#### Provided records
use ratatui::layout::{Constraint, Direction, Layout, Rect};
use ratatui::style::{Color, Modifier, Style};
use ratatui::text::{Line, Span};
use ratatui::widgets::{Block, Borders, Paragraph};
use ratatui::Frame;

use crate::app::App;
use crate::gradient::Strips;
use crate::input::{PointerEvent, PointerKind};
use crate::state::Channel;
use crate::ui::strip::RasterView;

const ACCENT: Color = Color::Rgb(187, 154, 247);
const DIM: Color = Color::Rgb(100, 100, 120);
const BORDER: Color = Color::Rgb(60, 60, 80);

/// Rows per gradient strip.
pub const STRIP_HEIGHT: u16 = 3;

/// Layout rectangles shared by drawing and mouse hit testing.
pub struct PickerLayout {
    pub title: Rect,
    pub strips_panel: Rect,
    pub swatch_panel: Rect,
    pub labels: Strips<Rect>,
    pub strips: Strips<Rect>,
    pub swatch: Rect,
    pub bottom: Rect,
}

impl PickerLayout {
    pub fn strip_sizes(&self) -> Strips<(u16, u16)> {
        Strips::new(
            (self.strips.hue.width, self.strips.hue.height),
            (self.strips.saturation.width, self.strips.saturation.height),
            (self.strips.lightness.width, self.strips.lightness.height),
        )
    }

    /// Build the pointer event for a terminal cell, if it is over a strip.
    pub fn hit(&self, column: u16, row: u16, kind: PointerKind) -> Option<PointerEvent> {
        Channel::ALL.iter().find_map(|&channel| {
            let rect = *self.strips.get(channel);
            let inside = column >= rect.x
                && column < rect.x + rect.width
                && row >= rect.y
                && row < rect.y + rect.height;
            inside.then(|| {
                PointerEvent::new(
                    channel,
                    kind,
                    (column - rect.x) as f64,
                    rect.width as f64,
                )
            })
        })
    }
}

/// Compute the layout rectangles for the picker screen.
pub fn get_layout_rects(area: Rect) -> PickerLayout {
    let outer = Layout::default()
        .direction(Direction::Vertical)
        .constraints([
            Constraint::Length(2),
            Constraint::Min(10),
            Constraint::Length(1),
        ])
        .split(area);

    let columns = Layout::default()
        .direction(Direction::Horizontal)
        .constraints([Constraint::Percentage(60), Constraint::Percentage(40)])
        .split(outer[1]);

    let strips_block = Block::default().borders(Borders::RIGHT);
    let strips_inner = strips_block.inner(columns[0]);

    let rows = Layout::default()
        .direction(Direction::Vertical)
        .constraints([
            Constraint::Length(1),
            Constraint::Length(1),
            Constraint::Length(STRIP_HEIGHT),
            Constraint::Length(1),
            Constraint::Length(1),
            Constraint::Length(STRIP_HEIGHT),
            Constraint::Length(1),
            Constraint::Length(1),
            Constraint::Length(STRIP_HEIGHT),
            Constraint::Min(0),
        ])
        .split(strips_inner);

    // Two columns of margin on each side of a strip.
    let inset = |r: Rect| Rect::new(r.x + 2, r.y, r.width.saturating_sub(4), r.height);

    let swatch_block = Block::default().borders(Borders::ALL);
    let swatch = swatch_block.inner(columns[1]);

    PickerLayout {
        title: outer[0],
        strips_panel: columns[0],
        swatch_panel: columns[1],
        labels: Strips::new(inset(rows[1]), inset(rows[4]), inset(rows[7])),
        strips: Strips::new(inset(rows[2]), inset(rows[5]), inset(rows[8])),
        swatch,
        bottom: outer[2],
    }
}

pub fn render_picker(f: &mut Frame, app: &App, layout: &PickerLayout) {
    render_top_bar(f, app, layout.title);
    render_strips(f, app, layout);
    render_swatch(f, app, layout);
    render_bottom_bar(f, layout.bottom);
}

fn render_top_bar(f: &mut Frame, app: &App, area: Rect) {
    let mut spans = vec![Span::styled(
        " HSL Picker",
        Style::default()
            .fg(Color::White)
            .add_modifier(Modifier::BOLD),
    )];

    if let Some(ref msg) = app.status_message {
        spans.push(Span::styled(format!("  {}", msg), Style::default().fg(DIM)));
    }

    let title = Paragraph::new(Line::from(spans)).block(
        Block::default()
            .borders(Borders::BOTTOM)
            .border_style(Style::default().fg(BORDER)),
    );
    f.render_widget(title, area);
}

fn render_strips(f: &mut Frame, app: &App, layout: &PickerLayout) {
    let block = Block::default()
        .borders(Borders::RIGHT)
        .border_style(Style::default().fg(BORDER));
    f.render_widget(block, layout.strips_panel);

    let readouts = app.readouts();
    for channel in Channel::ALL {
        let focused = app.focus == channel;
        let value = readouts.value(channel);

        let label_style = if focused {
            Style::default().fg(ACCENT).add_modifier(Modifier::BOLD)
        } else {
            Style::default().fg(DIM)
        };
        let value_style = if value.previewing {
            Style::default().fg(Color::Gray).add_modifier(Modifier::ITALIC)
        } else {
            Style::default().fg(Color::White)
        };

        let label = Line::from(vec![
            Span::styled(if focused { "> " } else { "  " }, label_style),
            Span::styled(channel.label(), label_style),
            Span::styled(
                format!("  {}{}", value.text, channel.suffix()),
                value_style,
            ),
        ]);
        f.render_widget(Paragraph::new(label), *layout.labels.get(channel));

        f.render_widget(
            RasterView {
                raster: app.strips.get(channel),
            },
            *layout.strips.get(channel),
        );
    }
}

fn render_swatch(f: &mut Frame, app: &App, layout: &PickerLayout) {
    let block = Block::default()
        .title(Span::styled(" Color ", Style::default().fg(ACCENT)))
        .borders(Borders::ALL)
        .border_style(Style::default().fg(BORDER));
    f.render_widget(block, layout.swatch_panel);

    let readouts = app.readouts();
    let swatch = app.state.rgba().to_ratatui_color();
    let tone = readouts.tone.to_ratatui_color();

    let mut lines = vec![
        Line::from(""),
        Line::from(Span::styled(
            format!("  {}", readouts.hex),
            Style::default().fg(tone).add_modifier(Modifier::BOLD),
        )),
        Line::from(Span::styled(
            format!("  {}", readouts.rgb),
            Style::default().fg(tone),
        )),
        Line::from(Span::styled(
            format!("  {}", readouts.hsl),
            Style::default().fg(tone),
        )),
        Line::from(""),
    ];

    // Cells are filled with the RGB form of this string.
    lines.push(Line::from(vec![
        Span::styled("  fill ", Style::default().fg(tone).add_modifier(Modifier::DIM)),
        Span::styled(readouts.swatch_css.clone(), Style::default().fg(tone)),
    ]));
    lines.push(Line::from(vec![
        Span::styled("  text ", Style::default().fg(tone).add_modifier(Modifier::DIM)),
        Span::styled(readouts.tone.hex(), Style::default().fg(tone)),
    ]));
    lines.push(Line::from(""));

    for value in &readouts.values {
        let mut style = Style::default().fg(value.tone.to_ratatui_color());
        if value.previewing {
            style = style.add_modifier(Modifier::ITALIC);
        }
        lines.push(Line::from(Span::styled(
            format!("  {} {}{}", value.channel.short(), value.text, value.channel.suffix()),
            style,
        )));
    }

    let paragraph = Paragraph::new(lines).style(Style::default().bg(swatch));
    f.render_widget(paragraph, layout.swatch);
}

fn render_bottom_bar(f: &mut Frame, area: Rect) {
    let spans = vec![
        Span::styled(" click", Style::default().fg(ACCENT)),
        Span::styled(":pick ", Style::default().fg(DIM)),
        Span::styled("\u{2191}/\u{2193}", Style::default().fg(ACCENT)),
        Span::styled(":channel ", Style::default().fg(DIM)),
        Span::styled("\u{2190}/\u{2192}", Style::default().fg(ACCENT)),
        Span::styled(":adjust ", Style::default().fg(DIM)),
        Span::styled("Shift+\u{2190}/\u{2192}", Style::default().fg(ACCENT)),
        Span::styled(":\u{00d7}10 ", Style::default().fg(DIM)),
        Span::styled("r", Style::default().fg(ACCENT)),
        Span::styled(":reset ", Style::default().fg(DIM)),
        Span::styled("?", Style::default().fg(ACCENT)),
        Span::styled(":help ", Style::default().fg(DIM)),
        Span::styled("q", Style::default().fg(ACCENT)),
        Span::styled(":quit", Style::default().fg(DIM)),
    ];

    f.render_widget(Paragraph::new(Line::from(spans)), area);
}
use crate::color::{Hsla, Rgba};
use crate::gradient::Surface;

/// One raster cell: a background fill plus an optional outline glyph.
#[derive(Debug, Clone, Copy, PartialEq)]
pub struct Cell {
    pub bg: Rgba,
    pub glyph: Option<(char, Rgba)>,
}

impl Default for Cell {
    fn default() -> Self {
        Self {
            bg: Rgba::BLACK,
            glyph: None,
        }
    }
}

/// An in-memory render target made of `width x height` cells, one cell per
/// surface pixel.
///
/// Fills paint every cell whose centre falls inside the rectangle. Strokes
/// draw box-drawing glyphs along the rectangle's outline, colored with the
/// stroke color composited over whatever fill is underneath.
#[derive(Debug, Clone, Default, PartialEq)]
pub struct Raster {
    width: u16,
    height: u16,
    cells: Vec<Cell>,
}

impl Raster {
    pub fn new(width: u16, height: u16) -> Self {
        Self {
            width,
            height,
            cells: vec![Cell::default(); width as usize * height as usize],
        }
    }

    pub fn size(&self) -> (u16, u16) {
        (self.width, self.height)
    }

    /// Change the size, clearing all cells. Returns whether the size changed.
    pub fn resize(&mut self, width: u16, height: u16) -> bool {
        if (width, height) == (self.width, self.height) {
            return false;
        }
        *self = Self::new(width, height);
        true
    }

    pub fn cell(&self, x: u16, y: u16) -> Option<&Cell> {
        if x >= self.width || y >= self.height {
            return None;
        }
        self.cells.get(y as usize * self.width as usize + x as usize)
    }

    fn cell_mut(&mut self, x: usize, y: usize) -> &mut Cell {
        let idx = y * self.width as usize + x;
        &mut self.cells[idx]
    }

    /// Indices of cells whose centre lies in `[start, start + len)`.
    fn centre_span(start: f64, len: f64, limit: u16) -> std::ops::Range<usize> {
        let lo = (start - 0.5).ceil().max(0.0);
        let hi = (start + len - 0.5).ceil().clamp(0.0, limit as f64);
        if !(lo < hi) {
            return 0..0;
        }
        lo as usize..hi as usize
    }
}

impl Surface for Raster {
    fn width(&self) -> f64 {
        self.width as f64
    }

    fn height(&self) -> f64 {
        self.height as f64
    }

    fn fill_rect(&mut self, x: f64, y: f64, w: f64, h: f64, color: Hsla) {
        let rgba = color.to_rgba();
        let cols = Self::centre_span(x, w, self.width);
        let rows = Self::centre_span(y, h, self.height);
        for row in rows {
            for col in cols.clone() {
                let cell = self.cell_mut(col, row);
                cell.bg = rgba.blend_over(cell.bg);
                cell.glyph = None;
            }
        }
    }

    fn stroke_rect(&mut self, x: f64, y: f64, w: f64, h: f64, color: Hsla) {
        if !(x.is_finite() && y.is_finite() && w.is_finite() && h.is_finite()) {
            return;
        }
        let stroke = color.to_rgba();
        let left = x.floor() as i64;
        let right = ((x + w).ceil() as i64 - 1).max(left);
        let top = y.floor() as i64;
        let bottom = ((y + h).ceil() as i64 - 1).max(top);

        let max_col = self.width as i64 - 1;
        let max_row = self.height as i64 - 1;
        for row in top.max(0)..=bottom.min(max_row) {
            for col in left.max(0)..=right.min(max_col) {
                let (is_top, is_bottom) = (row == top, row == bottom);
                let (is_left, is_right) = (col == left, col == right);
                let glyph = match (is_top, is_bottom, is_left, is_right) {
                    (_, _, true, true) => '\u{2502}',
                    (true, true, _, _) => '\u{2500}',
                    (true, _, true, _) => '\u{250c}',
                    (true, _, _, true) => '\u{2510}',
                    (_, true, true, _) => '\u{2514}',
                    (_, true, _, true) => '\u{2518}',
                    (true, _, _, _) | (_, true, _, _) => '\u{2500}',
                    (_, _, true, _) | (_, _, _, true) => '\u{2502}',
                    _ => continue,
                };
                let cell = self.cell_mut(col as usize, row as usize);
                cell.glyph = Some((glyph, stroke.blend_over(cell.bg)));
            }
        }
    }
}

#### What is being asked
Retype exactly, and only, the lines from the line holding "let bottom = ((y" through the last line of the data; both of those lines count.

#### Expected answer
        let bottom = ((y + h).ceil() as i64 - 1).max(top);

        let max_col = self.width as i64 - 1;
        let max_row = self.height as i64 - 1;
        for row in top.max(0)..=bottom.min(max_row) {
            for col in left.max(0)..=right.min(max_col) {
                let (is_top, is_bottom) = (row == top, row == bottom);
                let (is_left, is_right) = (col == left, col == right);
                let glyph = match (is_top, is_bottom, is_left, is_right) {
                    (_, _, true, true) => '\u{2502}',
                    (true, true, _, _) => '\u{2500}',
                    (true, _, true, _) => '\u{250c}',
                    (true, _, _, true) => '\u{2510}',
                    (_, true, true, _) => '\u{2514}',
                    (_, true, _, true) => '\u{2518}',
                    (true, _, _, _) | (_, true, _, _) => '\u{2500}',
                    (_, _, true, _) | (_, _, _, true) => '\u{2502}',
                    _ => continue,
                };
                let cell = self.cell_mut(col as usize, row as usize);
                cell.glyph = Some((glyph, stroke.blend_over(cell.bg)));
            }
        }
    }
}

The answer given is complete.